╭──
//! Sprint 8: Localizer Flow Tests
//!
//! Coverage pass through the orchestrator into a ranking, the probe-driven
//! score override, and the wasted-effort measurement over the final order.

use anyhow::Result;
use culpa::config::Config;
use culpa::coverage::{CoverageRecord, InstrumentedExecutor, TestCoverage};
use culpa::element::{CodeElementName, CoverageStatus, Granularity};
use culpa::orchestrator::Orchestrator;
use culpa::ranker::{mean_wasted_effort, FormulaChoice};
use culpa::source_model::TextSourceModel;
use culpa::test_runner::TestOutcome;
use std::collections::BTreeSet;
use tempfile::TempDir;

struct FixtureExecutor {
    runs: Vec<TestCoverage>,
}

impl InstrumentedExecutor for FixtureExecutor {
    fn test_methods(&self, _test_class: &str) -> Result<Vec<String>> {
        Ok(self.runs.iter().map(|r| r.test.clone()).collect())
    }

    fn run_instrumented(&self, test: &str) -> Result<TestCoverage> {
        self.runs
            .iter()
            .find(|r| r.test == test)
            .cloned()
            .ok_or_else(|| anyhow::anyhow!("unknown test {}", test))
    }
}

fn run(test: &str, passed: bool, covered: &[&str]) -> TestCoverage {
    TestCoverage {
        test: test.to_string(),
        outcome: if passed {
            TestOutcome::Passed
        } else {
            TestOutcome::Failed(None)
        },
        records: covered
            .iter()
            .map(|canonical| CoverageRecord {
                element: CodeElementName::from_canonical(canonical),
                status: CoverageStatus::Covered,
            })
            .collect(),
    }
}

fn geo_fixture() -> FixtureExecutor {
    FixtureExecutor {
        runs: vec![
            run(
                "geo.GeoTest#testArea",
                false,
                &["geo.rectangle#area", "geo.rectangle#apply"],
            ),
            run(
                "geo.GeoTest#testApply",
                false,
                &["geo.rectangle#area", "geo.rectangle#apply"],
            ),
            run("geo.GeoTest#testPerimeter", true, &["geo.rectangle#apply"]),
        ],
    }
}

#[test]
fn test_initial_ranking_orders_by_suspiciousness() {
    let dir = TempDir::new().unwrap();
    let config = Config {
        report_dir: dir.path().join("reports"),
        ..Config::default()
    };
    let source = TextSourceModel::new();
    let executor = geo_fixture();
    let orchestrator = Orchestrator::new(&config, &source, &executor);

    let ranker = orchestrator
        .initial_ranking("geo.GeoTest", Granularity::Method, FormulaChoice::Ochiai)
        .unwrap();
    assert_eq!(ranker.totals(), (2, 1));

    let ranked: Vec<&str> = ranker
        .rank()
        .iter()
        .map(|e| e.element().canonical())
        .collect();
    // area fails in every exercising test; apply also passed once
    assert_eq!(ranked, vec!["geo.rectangle#area", "geo.rectangle#apply"]);
    let area = CodeElementName::from_canonical("geo.rectangle#area");
    assert_eq!(ranker.score(&area), Some(1.0));
}

#[test]
fn test_probe_override_promotes_the_implicated_element() {
    let dir = TempDir::new().unwrap();
    let config = Config {
        report_dir: dir.path().join("reports"),
        ..Config::default()
    };
    let source = TextSourceModel::new();
    let executor = geo_fixture();
    let orchestrator = Orchestrator::new(&config, &source, &executor);

    let mut ranker = orchestrator
        .initial_ranking("geo.GeoTest", Granularity::Method, FormulaChoice::Tarantula)
        .unwrap();
    let apply = CodeElementName::from_canonical("geo.rectangle#apply");
    let before = ranker.score(&apply).unwrap();
    assert!(before < 1.0);

    assert!(ranker.update_score(&apply, 1.0, "probe of x implicated geo.rectangle#apply:4"));
    let ranked = ranker.rank();
    assert_eq!(ranked[0].element(), &apply);
    assert!(ranked[0].probe_note().unwrap().contains("apply:4"));
}

#[test]
fn test_wasted_effort_over_probed_ranking() {
    let dir = TempDir::new().unwrap();
    let config = Config {
        report_dir: dir.path().join("reports"),
        ..Config::default()
    };
    let source = TextSourceModel::new();
    let executor = geo_fixture();
    let orchestrator = Orchestrator::new(&config, &source, &executor);

    let mut ranker = orchestrator
        .initial_ranking("geo.GeoTest", Granularity::Method, FormulaChoice::Ochiai)
        .unwrap();
    let known = BTreeSet::from([CodeElementName::from_canonical("geo.rectangle#apply")]);
    ranker.highlight_methods(&known);
    let before = ranker.wasted_effort().unwrap();
    assert_eq!(before, 1);

    // After the probe the buggy method tops the ranking
    let apply = CodeElementName::from_canonical("geo.rectangle#apply");
    ranker.update_score(&apply, 1.0, "probe implicated geo.rectangle#apply:4");
    assert_eq!(ranker.wasted_effort(), Some(0));
    assert!((mean_wasted_effort(&[before, 0]) - 0.5).abs() < 1e-12);
}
╰──
• [WHAT YOU ARE ASKED TO DO] A complete, exact transcription of the records is needed.

• [RESPONSE FOR THIS EXERCISE]
//! Sprint 8: Localizer Flow Tests
//!
//! Coverage pass through the orchestrator into a ranking, the probe-driven
//! score override, and the wasted-effort measurement over the final order.

use anyhow::Result;
use culpa::config::Config;
use culpa::coverage::{CoverageRecord, InstrumentedExecutor, TestCoverage};
use culpa::element::{CodeElementName, CoverageStatus, Granularity};
use culpa::orchestrator::Orchestrator;
use culpa::ranker::{mean_wasted_effort, FormulaChoice};
use culpa::source_model::TextSourceModel;
use culpa::test_runner::TestOutcome;
use std::collections::BTreeSet;
use tempfile::TempDir;

struct FixtureExecutor {
    runs: Vec<TestCoverage>,
}

impl InstrumentedExecutor for FixtureExecutor {
    fn test_methods(&self, _test_class: &str) -> Result<Vec<String>> {
        Ok(self.runs.iter().map(|r| r.test.clone()).collect())
    }

    fn run_instrumented(&self, test: &str) -> Result<TestCoverage> {
        self.runs
            .iter()
            .find(|r| r.test == test)
            .cloned()
            .ok_or_else(|| anyhow::anyhow!("unknown test {}", test))
    }
}

fn run(test: &str, passed: bool, covered: &[&str]) -> TestCoverage {
    TestCoverage {
        test: test.to_string(),
        outcome: if passed {
            TestOutcome::Passed
        } else {
            TestOutcome::Failed(None)
        },
        records: covered
            .iter()
            .map(|canonical| CoverageRecord {
                element: CodeElementName::from_canonical(canonical),
                status: CoverageStatus::Covered,
            })
            .collect(),
    }
}

fn geo_fixture() -> FixtureExecutor {
    FixtureExecutor {
        runs: vec![
            run(
                "geo.GeoTest#testArea",
                false,
                &["geo.rectangle#area", "geo.rectangle#apply"],
            ),
            run(
                "geo.GeoTest#testApply",
                false,
                &["geo.rectangle#area", "geo.rectangle#apply"],
            ),
            run("geo.GeoTest#testPerimeter", true, &["geo.rectangle#apply"]),
        ],
    }
}

#[test]
fn test_initial_ranking_orders_by_suspiciousness() {
    let dir = TempDir::new().unwrap();
    let config = Config {
        report_dir: dir.path().join("reports"),
        ..Config::default()
    };
    let source = TextSourceModel::new();
    let executor = geo_fixture();
    let orchestrator = Orchestrator::new(&config, &source, &executor);

    let ranker = orchestrator
        .initial_ranking("geo.GeoTest", Granularity::Method, FormulaChoice::Ochiai)
        .unwrap();
    assert_eq!(ranker.totals(), (2, 1));

    let ranked: Vec<&str> = ranker
        .rank()
        .iter()
        .map(|e| e.element().canonical())
        .collect();
    // area fails in every exercising test; apply also passed once
    assert_eq!(ranked, vec!["geo.rectangle#area", "geo.rectangle#apply"]);
    let area = CodeElementName::from_canonical("geo.rectangle#area");
    assert_eq!(ranker.score(&area), Some(1.0));
}

#[test]
fn test_probe_override_promotes_the_implicated_element() {
    let dir = TempDir::new().unwrap();
    let config = Config {
        report_dir: dir.path().join("reports"),
        ..Config::default()
    };
    let source = TextSourceModel::new();
    let executor = geo_fixture();
    let orchestrator = Orchestrator::new(&config, &source, &executor);

    let mut ranker = orchestrator
        .initial_ranking("geo.GeoTest", Granularity::Method, FormulaChoice::Tarantula)
        .unwrap();
    let apply = CodeElementName::from_canonical("geo.rectangle#apply");
    let before = ranker.score(&apply).unwrap();
    assert!(before < 1.0);

    assert!(ranker.update_score(&apply, 1.0, "probe of x implicated geo.rectangle#apply:4"));
    let ranked = ranker.rank();
    assert_eq!(ranked[0].element(), &apply);
    assert!(ranked[0].probe_note().unwrap().contains("apply:4"));
}

#[test]
fn test_wasted_effort_over_probed_ranking() {
    let dir = TempDir::new().unwrap();
    let config = Config {
        report_dir: dir.path().join("reports"),
        ..Config::default()
    };
    let source = TextSourceModel::new();
    let executor = geo_fixture();
    let orchestrator = Orchestrator::new(&config, &source, &executor);

    let mut ranker = orchestrator
        .initial_ranking("geo.GeoTest", Granularity::Method, FormulaChoice::Ochiai)
        .unwrap();
    let known = BTreeSet::from([CodeElementName::from_canonical("geo.rectangle#apply")]);
    ranker.highlight_methods(&known);
    let before = ranker.wasted_effort().unwrap();
    assert_eq!(before, 1);

    // After the probe the buggy method tops the ranking
    let apply = CodeElementName::from_canonical("geo.rectangle#apply");
    ranker.update_score(&apply, 1.0, "probe implicated geo.rectangle#apply:4");
    assert_eq!(ranker.wasted_effort(), Some(0));
    assert!((mean_wasted_effort(&[before, 0]) - 0.5).abs() < 1e-12);
}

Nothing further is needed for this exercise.